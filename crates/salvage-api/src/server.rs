//! Game HTTP server lifecycle management.
//!
//! Provides [`start_server`] which binds to a TCP port and serves the
//! router until `Ctrl-C`, then drains in-flight requests.

use std::net::SocketAddr;
use std::sync::Arc;

use salvage_core::GameBackend;
use salvage_core::config::ServerSection;
use tokio::net::TcpListener;
use tracing::info;

use crate::router::build_router;
use crate::state::AppState;

/// Configuration for the game server.
#[derive(Debug, Clone)]
pub struct ServerConfig {
    /// The host address to bind to (e.g. `0.0.0.0`).
    pub host: String,
    /// The TCP port to listen on.
    pub port: u16,
}

impl Default for ServerConfig {
    fn default() -> Self {
        Self {
            host: String::from("0.0.0.0"),
            port: 8080,
        }
    }
}

impl From<&ServerSection> for ServerConfig {
    fn from(section: &ServerSection) -> Self {
        Self {
            host: section.host.clone(),
            port: section.port,
        }
    }
}

/// Start the game HTTP server.
///
/// Returns `Ok(())` after a clean shutdown.
///
/// # Errors
///
/// Returns [`ServerError::Bind`] if the address is invalid or cannot be
/// bound, or [`ServerError::Serve`] on a fatal I/O error.
pub async fn start_server<B: GameBackend>(
    config: &ServerConfig,
    state: Arc<AppState<B>>,
) -> Result<(), ServerError> {
    let addr: SocketAddr = format!("{}:{}", config.host, config.port)
        .parse()
        .map_err(|e| ServerError::Bind(format!("invalid address: {e}")))?;

    let router = build_router(state);

    let listener = TcpListener::bind(addr)
        .await
        .map_err(|e| ServerError::Bind(format!("bind failed on {addr}: {e}")))?;

    info!(%addr, "Game server listening");

    axum::serve(listener, router)
        .with_graceful_shutdown(shutdown_signal())
        .await
        .map_err(|e| ServerError::Serve(format!("serve error: {e}")))?;

    info!("Game server stopped");
    Ok(())
}

async fn shutdown_signal() {
    if let Err(e) = tokio::signal::ctrl_c().await {
        tracing::warn!(error = %e, "Failed to listen for Ctrl-C; serving until killed");
        std::future::pending::<()>().await;
    }
    info!("Shutdown signal received");
}

/// Errors that can occur when starting or running the game server.
#[derive(Debug, thiserror::Error)]
pub enum ServerError {
    /// Failed to bind to the network address.
    #[error("bind error: {0}")]
    Bind(String),

    /// The server encountered a fatal error while serving.
    #[error("serve error: {0}")]
    Serve(String),
}
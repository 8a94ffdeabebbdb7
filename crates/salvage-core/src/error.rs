//! Outcome taxonomy for the game operations.
//!
//! Every operation returns `Result<T, GameError>`. A [`GameError`] is
//! either a [`Rejection`] -- an expected business outcome the player is
//! shown directly (cooldown active, cannot afford, already owned) -- or an
//! infrastructure fault whose detail stays in the logs.

use salvage_types::{BuildingTypeId, Shortfall};

/// An expected, player-facing reason an operation did not happen.
#[derive(Debug, Clone, PartialEq, Eq, thiserror::Error)]
pub enum Rejection {
    /// No verified caller identity was supplied.
    #[error("You must be logged in.")]
    NotAuthenticated,

    /// The referenced resource, building type, or owned building does not exist.
    #[error("{what} not found.")]
    NotFound {
        /// What was looked up (e.g. `"Building"`).
        what: &'static str,
    },

    /// The harvester is still cooling down.
    #[error("Generator is cooling down.")]
    CooldownActive {
        /// Whole seconds until the next harvest is allowed.
        remaining_seconds: u64,
    },

    /// The catalog holds no resources of the harvestable tier.
    #[error("No resources available to harvest.")]
    NoResourcesAvailable,

    /// The player cannot pay for the building.
    #[error("You do not have enough resources to purchase this building.")]
    InsufficientResources {
        /// Every uncovered cost line.
        shortfalls: Vec<Shortfall>,
    },

    /// The player already owns a building of this type.
    #[error("You already own this building.")]
    AlreadyOwned {
        /// The building type that is already owned.
        building_type_id: BuildingTypeId,
    },
}

/// Error returned by every game operation.
#[derive(Debug, thiserror::Error)]
pub enum GameError {
    /// An expected business outcome.
    #[error(transparent)]
    Rejected(#[from] Rejection),

    /// The store was unreachable or a transaction failed.
    #[error("infrastructure error: {0}")]
    Infrastructure(String),
}

impl GameError {
    /// Shorthand for a [`Rejection::NotFound`].
    pub const fn not_found(what: &'static str) -> Self {
        Self::Rejected(Rejection::NotFound { what })
    }

    /// The rejection, if this is a business outcome.
    pub const fn rejection(&self) -> Option<&Rejection> {
        match self {
            Self::Rejected(r) => Some(r),
            Self::Infrastructure(_) => None,
        }
    }
}

impl From<salvage_economy::EconomyError> for GameError {
    fn from(err: salvage_economy::EconomyError) -> Self {
        match err {
            salvage_economy::EconomyError::InsufficientResource {
                resource,
                requested,
                available,
            } => Self::Rejected(Rejection::InsufficientResources {
                shortfalls: vec![Shortfall {
                    resource_type_id: resource,
                    required: requested,
                    available,
                }],
            }),
            other => Self::Infrastructure(other.to_string()),
        }
    }
}
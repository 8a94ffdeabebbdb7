//! Game operations for the Salvage idle game.
//!
//! This crate defines the [`GameBackend`] trait every store implements, the
//! error taxonomy callers match on, and the configuration the server loads.
//! It also ships [`MemoryBackend`], a complete serialized implementation
//! used for local play and for testing the HTTP layer.
//!
//! # Modules
//!
//! - [`backend`] -- The [`GameBackend`] trait
//! - [`clock`] -- Wall-clock abstraction ([`Clock`], [`SystemClock`], [`ManualClock`])
//! - [`config`] -- YAML configuration ([`GameConfig`])
//! - [`error`] -- [`GameError`] and [`Rejection`]
//! - [`memory`] -- The in-memory backend
//! - [`seed`] -- The starter catalog

pub mod backend;
pub mod clock;
pub mod config;
pub mod error;
pub mod memory;
pub mod seed;

pub use backend::GameBackend;
pub use clock::{Clock, ManualClock, SystemClock};
pub use config::{BackendKind, ConfigError, GameConfig};
pub use error::{GameError, Rejection};
pub use memory::MemoryBackend;
pub use seed::starter_catalog;
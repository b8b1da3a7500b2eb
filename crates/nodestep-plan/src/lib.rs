//! Validated step plans.
//!
//! A [`StepPlan`] is built once at startup from a [`PlanDef`] and maps each
//! [`WorkerOrdinal`] to the ordered [`Command`]s that worker runs. Validation
//! happens here so the dispatcher never sees an empty command or a plan that
//! leaves one of its declared workers without an entry.
//!
//! [`PlanDef`]: nodestep_config::PlanDef

mod command;
mod error;
mod ordinal;
mod plan;

pub use command::Command;
pub use error::PlanError;
pub use ordinal::WorkerOrdinal;
pub use plan::StepPlan;
use std::path::Path;

/// On-disk encoding of a plan file.
#[derive(Debug, Clone, Copy, PartialEq, Eq)]
pub enum PlanFormat {
  Json,
  Yaml,
}

impl PlanFormat {
  /// Pick the format from a file extension. `.yaml` and `.yml` are YAML,
  /// everything else is treated as JSON.
  pub fn from_path(path: &Path) -> Self {
    match path
      .extension()
      .and_then(|ext| ext.to_str())
      .map(|ext| ext.to_ascii_lowercase())
      .as_deref()
    {
      Some("yaml") | Some("yml") => PlanFormat::Yaml,
      _ => PlanFormat::Json,
    }
  }
}
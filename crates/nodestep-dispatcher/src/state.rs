//! Dispatch lifecycle.
//!
//! ```text
//! Idle -> Resolving -> Executing(0) -> Executing(1) -> ... -> Succeeded
//!             |              |
//!             +--------------+-----------------------------> Failed
//! ```

use serde::Serialize;
use thiserror::Error;

#[derive(Debug, Clone, Copy, PartialEq, Eq, Serialize)]
#[serde(rename_all = "snake_case")]
pub enum DispatchState {
  Idle,
  Resolving,
  /// Running the step at this index.
  Executing(usize),
  Failed,
  Succeeded,
}

/// Inputs that drive the lifecycle.
#[derive(Debug, Clone, Copy, PartialEq, Eq)]
pub enum Transition {
  /// Start looking up the worker's sequence.
  Resolve,
  /// The sequence was found and holds `steps` commands.
  Resolved { steps: usize },
  /// The current step exited. `steps` is the sequence length.
  StepExited { exit_code: i32, steps: usize },
  /// Resolution or execution could not continue.
  Abort,
}

#[derive(Debug, Clone, Copy, PartialEq, Eq, Error)]
#[error("invalid dispatch transition {transition:?} from state {from:?}")]
pub struct InvalidTransition {
  pub from: DispatchState,
  pub transition: Transition,
}

impl DispatchState {
  pub fn is_terminal(self) -> bool {
    matches!(self, DispatchState::Failed | DispatchState::Succeeded)
  }

  pub fn advance(self, transition: Transition) -> Result<Self, InvalidTransition> {
    let next = match (self, transition) {
      (DispatchState::Idle, Transition::Resolve) => DispatchState::Resolving,
      (DispatchState::Resolving, Transition::Resolved { steps: 0 }) => DispatchState::Succeeded,
      (DispatchState::Resolving, Transition::Resolved { .. }) => DispatchState::Executing(0),
      (DispatchState::Executing(_), Transition::StepExited { exit_code, .. }) if exit_code != 0 => {
        DispatchState::Failed
      }
      (DispatchState::Executing(index), Transition::StepExited { steps, .. }) => {
        if index + 1 < steps {
          DispatchState::Executing(index + 1)
        } else {
          DispatchState::Succeeded
        }
      }
      (DispatchState::Resolving | DispatchState::Executing(_), Transition::Abort) => {
        DispatchState::Failed
      }
      (from, transition) => return Err(InvalidTransition { from, transition }),
    };
    Ok(next)
  }
}

#[cfg(test)]
mod tests {
  use super::*;

  fn run(transitions: &[Transition]) -> Result<DispatchState, InvalidTransition> {
    transitions
      .iter()
      .try_fold(DispatchState::Idle, |state, t| state.advance(*t))
  }

  #[test]
  fn test_successful_sequence() {
    let state = run(&[
      Transition::Resolve,
      Transition::Resolved { steps: 2 },
      Transition::StepExited {
        exit_code: 0,
        steps: 2,
      },
    ])
    .unwrap();
    assert_eq!(state, DispatchState::Executing(1));

    let state = state
      .advance(Transition::StepExited {
        exit_code: 0,
        steps: 2,
      })
      .unwrap();
    assert_eq!(state, DispatchState::Succeeded);
    assert!(state.is_terminal());
  }

  #[test]
  fn test_empty_sequence_succeeds_immediately() {
    let state = run(&[Transition::Resolve, Transition::Resolved { steps: 0 }]).unwrap();
    assert_eq!(state, DispatchState::Succeeded);
  }

  #[test]
  fn test_non_zero_exit_fails() {
    let state = run(&[
      Transition::Resolve,
      Transition::Resolved { steps: 3 },
      Transition::StepExited {
        exit_code: 2,
        steps: 3,
      },
    ])
    .unwrap();
    assert_eq!(state, DispatchState::Failed);
  }

  #[test]
  fn test_abort_while_resolving() {
    let state = run(&[Transition::Resolve, Transition::Abort]).unwrap();
    assert_eq!(state, DispatchState::Failed);
  }

  #[test]
  fn test_illegal_transitions() {
    assert!(DispatchState::Idle
      .advance(Transition::Resolved { steps: 1 })
      .is_err());
    assert!(DispatchState::Idle.advance(Transition::Abort).is_err());
    assert!(DispatchState::Succeeded.advance(Transition::Resolve).is_err());

    let err = DispatchState::Failed
      .advance(Transition::StepExited {
        exit_code: 0,
        steps: 1,
      })
      .unwrap_err();
    assert_eq!(err.from, DispatchState::Failed);
  }
}
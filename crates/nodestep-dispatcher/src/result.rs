//! Dispatch results.

use nodestep_plan::{Command, WorkerOrdinal};
use serde::Serialize;

use crate::error::DispatchError;
use crate::state::DispatchState;

/// Exit status of one executed step.
#[derive(Debug, Clone, PartialEq, Eq, Serialize)]
pub struct StepOutcome {
  /// Position of the step in the worker's sequence.
  pub index: usize,
  pub command: Command,
  pub exit_code: i32,
}

/// Outcome of dispatching one worker's sequence.
#[derive(Debug, Clone, PartialEq, Eq, Serialize)]
pub struct ExecutionResult {
  pub ordinal: WorkerOrdinal,
  /// True only if every step exited with status zero.
  pub success: bool,
  /// Terminal lifecycle state, `Succeeded` or `Failed`.
  pub state: DispatchState,
  /// Exit status of the last executed step (the failing one on failure).
  /// Zero for an empty sequence.
  pub exit_code: i32,
  /// Executed steps, in order. Skipped steps are absent.
  pub steps: Vec<StepOutcome>,
  /// The step that stopped the sequence.
  #[serde(skip_serializing_if = "Option::is_none")]
  pub failure: Option<StepOutcome>,
}

impl ExecutionResult {
  pub fn failed_command(&self) -> Option<&Command> {
    self.failure.as_ref().map(|step| &step.command)
  }

  /// Turn a failed result into [`DispatchError::CommandFailure`].
  pub fn into_result(self) -> Result<Self, DispatchError> {
    if let Some(step) = &self.failure {
      return Err(DispatchError::CommandFailure {
        ordinal: self.ordinal,
        index: step.index,
        command: step.command.clone(),
        exit_code: step.exit_code,
      });
    }
    Ok(self)
  }
}
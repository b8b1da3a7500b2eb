//! Dispatch errors.

use std::time::Duration;

use nodestep_plan::{Command, WorkerOrdinal};
use thiserror::Error;

use crate::state::InvalidTransition;

/// Errors that can occur while dispatching a worker's steps.
#[derive(Debug, Error)]
pub enum DispatchError {
  /// The plan has no entry for this worker. Nothing was executed.
  #[error("no steps defined for worker {ordinal} (known workers: {})", list_ordinals(.known))]
  UnknownOrdinal {
    ordinal: WorkerOrdinal,
    known: Vec<WorkerOrdinal>,
  },

  /// A step exited with a non-zero status. Later steps were skipped.
  #[error("worker {ordinal}: step {index} `{command}` exited with status {exit_code}")]
  CommandFailure {
    ordinal: WorkerOrdinal,
    index: usize,
    command: Command,
    exit_code: i32,
  },

  /// The runner could not produce an exit status for a step.
  #[error("worker {ordinal}: step {index} could not be run")]
  Runner {
    ordinal: WorkerOrdinal,
    index: usize,
    #[source]
    source: RunnerError,
  },

  #[error(transparent)]
  State(#[from] InvalidTransition),
}

/// Errors raised by a [`CommandRunner`](crate::CommandRunner).
#[derive(Debug, Error)]
pub enum RunnerError {
  #[error("failed to start `{command}`")]
  Spawn {
    command: String,
    #[source]
    source: std::io::Error,
  },

  #[error("failed waiting for `{command}`")]
  Wait {
    command: String,
    #[source]
    source: std::io::Error,
  },

  #[error("`{command}` timed out after {timeout:?}")]
  Timeout { command: String, timeout: Duration },
}

fn list_ordinals(ordinals: &[WorkerOrdinal]) -> String {
  if ordinals.is_empty() {
    return "none".to_string();
  }
  ordinals
    .iter()
    .map(ToString::to_string)
    .collect::<Vec<_>>()
    .join(", ")
}
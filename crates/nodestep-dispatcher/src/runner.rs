//! The command execution seam.

use std::collections::BTreeMap;
use std::path::PathBuf;
use std::time::Duration;

use async_trait::async_trait;
use nodestep_plan::{Command, StepPlan, WorkerOrdinal};
use tokio::io::AsyncWriteExt;

use crate::error::RunnerError;

/// Everything a runner needs to know about where a command runs.
///
/// The dispatcher builds this from the plan so runners never read ambient
/// process state to learn the worker ordinal or working directory.
#[derive(Debug, Clone, PartialEq)]
pub struct RunContext {
  pub ordinal: WorkerOrdinal,
  pub env: BTreeMap<String, String>,
  pub working_dir: Option<PathBuf>,
  pub timeout: Option<Duration>,
}

impl RunContext {
  pub fn new(ordinal: WorkerOrdinal, plan: &StepPlan) -> Self {
    Self {
      ordinal,
      env: plan.env.clone(),
      working_dir: plan.working_dir.clone(),
      timeout: plan.timeout,
    }
  }
}

/// Runs a single command and reports its exit status.
///
/// Zero means success. Any other value, including a negative one for a
/// process that ended without a code, is a failure.
#[async_trait]
pub trait CommandRunner: Send + Sync {
  async fn run(&self, command: &Command, ctx: &RunContext) -> Result<i32, RunnerError>;
}

#[async_trait]
impl<T: CommandRunner + ?Sized> CommandRunner for Box<T> {
  async fn run(&self, command: &Command, ctx: &RunContext) -> Result<i32, RunnerError> {
    (**self).run(command, ctx).await
  }
}

/// Where [`DryRunner`] lists commands.
#[derive(Debug, Default, Clone, Copy, PartialEq, Eq)]
pub enum DryRunOutput {
  #[default]
  Stdout,
  Stderr,
}

/// Lists each command instead of running it. Every command "succeeds", so
/// the whole sequence is listed.
#[derive(Debug, Default, Clone, Copy)]
pub struct DryRunner {
  output: DryRunOutput,
}

impl DryRunner {
  pub fn new(output: DryRunOutput) -> Self {
    Self { output }
  }

  pub fn output(&self) -> DryRunOutput {
    self.output
  }
}

#[async_trait]
impl CommandRunner for DryRunner {
  async fn run(&self, command: &Command, ctx: &RunContext) -> Result<i32, RunnerError> {
    let line = format!("[{}] + {}\n", ctx.ordinal, command);
    let written = match self.output {
      DryRunOutput::Stdout => tokio::io::stdout().write_all(line.as_bytes()).await,
      DryRunOutput::Stderr => tokio::io::stderr().write_all(line.as_bytes()).await,
    };
    written.map_err(|source| RunnerError::Wait {
      command: command.to_string(),
      source,
    })?;
    Ok(0)
  }
}
//! Node step dispatch for nodestep.
//!
//! This crate provides the [`Dispatcher`] which:
//! - Resolves the command sequence assigned to a worker ordinal
//! - Runs the sequence strictly in order through a [`CommandRunner`]
//! - Stops at the first non-zero exit status
//! - Reports the outcome as an [`ExecutionResult`]
//!
//! [`ShellRunner`] is the process-spawning runner used in production;
//! [`DryRunner`] lists commands without running them.

mod dispatcher;
mod error;
mod result;
mod runner;
mod shell;
mod state;

pub use dispatcher::Dispatcher;
pub use error::{DispatchError, RunnerError};
pub use result::{ExecutionResult, StepOutcome};
pub use runner::{CommandRunner, DryRunOutput, DryRunner, RunContext};
pub use shell::{ORDINAL_ENV_VAR, ShellRunner};
pub use state::{DispatchState, InvalidTransition, Transition};
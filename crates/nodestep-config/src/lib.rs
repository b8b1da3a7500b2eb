//! Nodestep Config
//!
//! This crate contains the serializable plan configuration types for nodestep.
//! These types represent a step plan as written on disk, before it is validated
//! into a `StepPlan` by `nodestep-plan`.
//!
//! Plans can be loaded from:
//! - JSON files (any extension other than `.yaml`/`.yml`)
//! - YAML files (`.yaml` or `.yml`)

mod error;
mod format;
mod plan;

pub use error::ConfigError;
pub use format::PlanFormat;
pub use plan::PlanDef;
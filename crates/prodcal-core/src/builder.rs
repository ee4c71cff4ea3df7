use std::env;
use std::str::FromStr;
use std::sync::Arc;
use std::time::Duration;

use tracing::warn;

use crate::feed::FeedDecoder;
use crate::fetcher::{ConcurrentFetcher, FetchOptions};
use crate::http_client::{HttpClient, ReqwestHttpClient};
use crate::providers::{
    FeedRulesProvider, OfflineWeekendProvider, RulesProvider, DEFAULT_FEED_URL, DEFAULT_START_YEAR,
};
use crate::{Calendar, CalendarError};

/// Builder assembling the default provider chain: the yearly feed first,
/// then the offline weekend fallback.
///
/// # Environment Variables
///
/// | Variable | Effect |
/// |----------|--------|
/// | `PRODCAL_FEED_URL` | Feed URL template containing `{year}` |
/// | `PRODCAL_START_YEAR` | First year requested from the feed |
/// | `PRODCAL_TIMEOUT_SECS` | Per-request timeout |
/// | `PRODCAL_CONNECT_TIMEOUT_SECS` | Per-request connect timeout |
/// | `PRODCAL_FAIL_ON_STATUS` | `true`/`false`, reject non-2xx responses |
/// | `PRODCAL_OFFLINE_FALLBACK` | `true`/`false`, append the offline fallback |
///
/// # Example
///
/// ```rust,ignore
/// use prodcal_core::CalendarBuilder;
///
/// let calendar = CalendarBuilder::new()
///     .with_env_overrides()
///     .build()
///     .await?;
/// println!("offline: {}", calendar.is_offline_derived());
/// ```
pub struct CalendarBuilder {
    feed_url: String,
    start_year: i32,
    end_year: Option<i32>,
    options: FetchOptions,
    offline_fallback: bool,
    http_client: Option<Arc<dyn HttpClient>>,
    decoder: Option<Arc<dyn FeedDecoder>>,
}

impl Default for CalendarBuilder {
    fn default() -> Self {
        Self::new()
    }
}

impl CalendarBuilder {
    pub fn new() -> Self {
        Self {
            feed_url: String::from(DEFAULT_FEED_URL),
            start_year: DEFAULT_START_YEAR,
            end_year: None,
            options: FetchOptions::default(),
            offline_fallback: true,
            http_client: None,
            decoder: None,
        }
    }

    /// Apply `PRODCAL_*` environment variables on top of the current settings.
    ///
    /// Unparseable values are ignored with a warning.
    pub fn with_env_overrides(mut self) -> Self {
        if let Ok(url) = env::var("PRODCAL_FEED_URL") {
            self.feed_url = url;
        }
        if let Some(year) = env_value::<i32>("PRODCAL_START_YEAR") {
            self.start_year = year;
        }
        if let Some(seconds) = env_value::<u64>("PRODCAL_TIMEOUT_SECS") {
            self.options.timeout = Duration::from_secs(seconds);
        }
        if let Some(seconds) = env_value::<u64>("PRODCAL_CONNECT_TIMEOUT_SECS") {
            self.options.connect_timeout = Duration::from_secs(seconds);
        }
        if let Some(fail) = env_value::<bool>("PRODCAL_FAIL_ON_STATUS") {
            self.options.fail_on_non_success_status = fail;
        }
        if let Some(enabled) = env_value::<bool>("PRODCAL_OFFLINE_FALLBACK") {
            self.offline_fallback = enabled;
        }
        self
    }

    pub fn with_feed_url(mut self, template: impl Into<String>) -> Self {
        self.feed_url = template.into();
        self
    }

    pub fn with_start_year(mut self, year: i32) -> Self {
        self.start_year = year;
        self
    }

    pub fn with_end_year(mut self, year: i32) -> Self {
        self.end_year = Some(year);
        self
    }

    pub fn with_fetch_options(mut self, options: FetchOptions) -> Self {
        self.options = options;
        self
    }

    /// Enable or disable the offline weekend fallback.
    pub fn with_offline_fallback(mut self, enabled: bool) -> Self {
        self.offline_fallback = enabled;
        self
    }

    /// Use a custom transport instead of reqwest.
    pub fn with_http_client(mut self, client: Arc<dyn HttpClient>) -> Self {
        self.http_client = Some(client);
        self
    }

    pub fn with_decoder(mut self, decoder: Arc<dyn FeedDecoder>) -> Self {
        self.decoder = Some(decoder);
        self
    }

    pub fn fetch_options(&self) -> FetchOptions {
        self.options
    }

    pub fn feed_provider(&self) -> FeedRulesProvider {
        let client = self
            .http_client
            .clone()
            .unwrap_or_else(|| Arc::new(ReqwestHttpClient::new(&self.options)));
        let mut provider = FeedRulesProvider::new(ConcurrentFetcher::new(client, self.options))
            .with_url_template(self.feed_url.as_str())
            .with_start_year(self.start_year);
        if let Some(year) = self.end_year {
            provider = provider.with_end_year(year);
        }
        if let Some(decoder) = &self.decoder {
            provider = provider.with_decoder(Arc::clone(decoder));
        }
        provider
    }

    /// Run the chain and build the calendar.
    ///
    /// # Errors
    ///
    /// Returns [`CalendarError::AllProvidersFailed`] if the feed fails and
    /// the offline fallback is disabled.
    pub async fn build(self) -> Result<Calendar, CalendarError> {
        let feed = self.feed_provider();
        let offline = OfflineWeekendProvider::new();
        let fallback: Vec<&dyn RulesProvider> = if self.offline_fallback {
            vec![&offline]
        } else {
            Vec::new()
        };
        Calendar::from_providers(&feed, &fallback).await
    }
}

fn env_value<T: FromStr>(name: &str) -> Option<T> {
    let raw = env::var(name).ok()?;
    match raw.trim().parse() {
        Ok(value) => Some(value),
        Err(_) => {
            warn!(variable = name, value = raw.as_str(), "ignoring unparseable setting");
            None
        }
    }
}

○ ○ ○ ○

#### [Aim of the task]
In the entries above, identify every line with the string "host".

#### [Output]
    /// The host address to bind to (e.g. `0.0.0.0`).
    pub host: String,
            host: String::from("0.0.0.0"),
            host: section.host.clone(),
    let addr: SocketAddr = format!("{}:{}", config.host, config.port)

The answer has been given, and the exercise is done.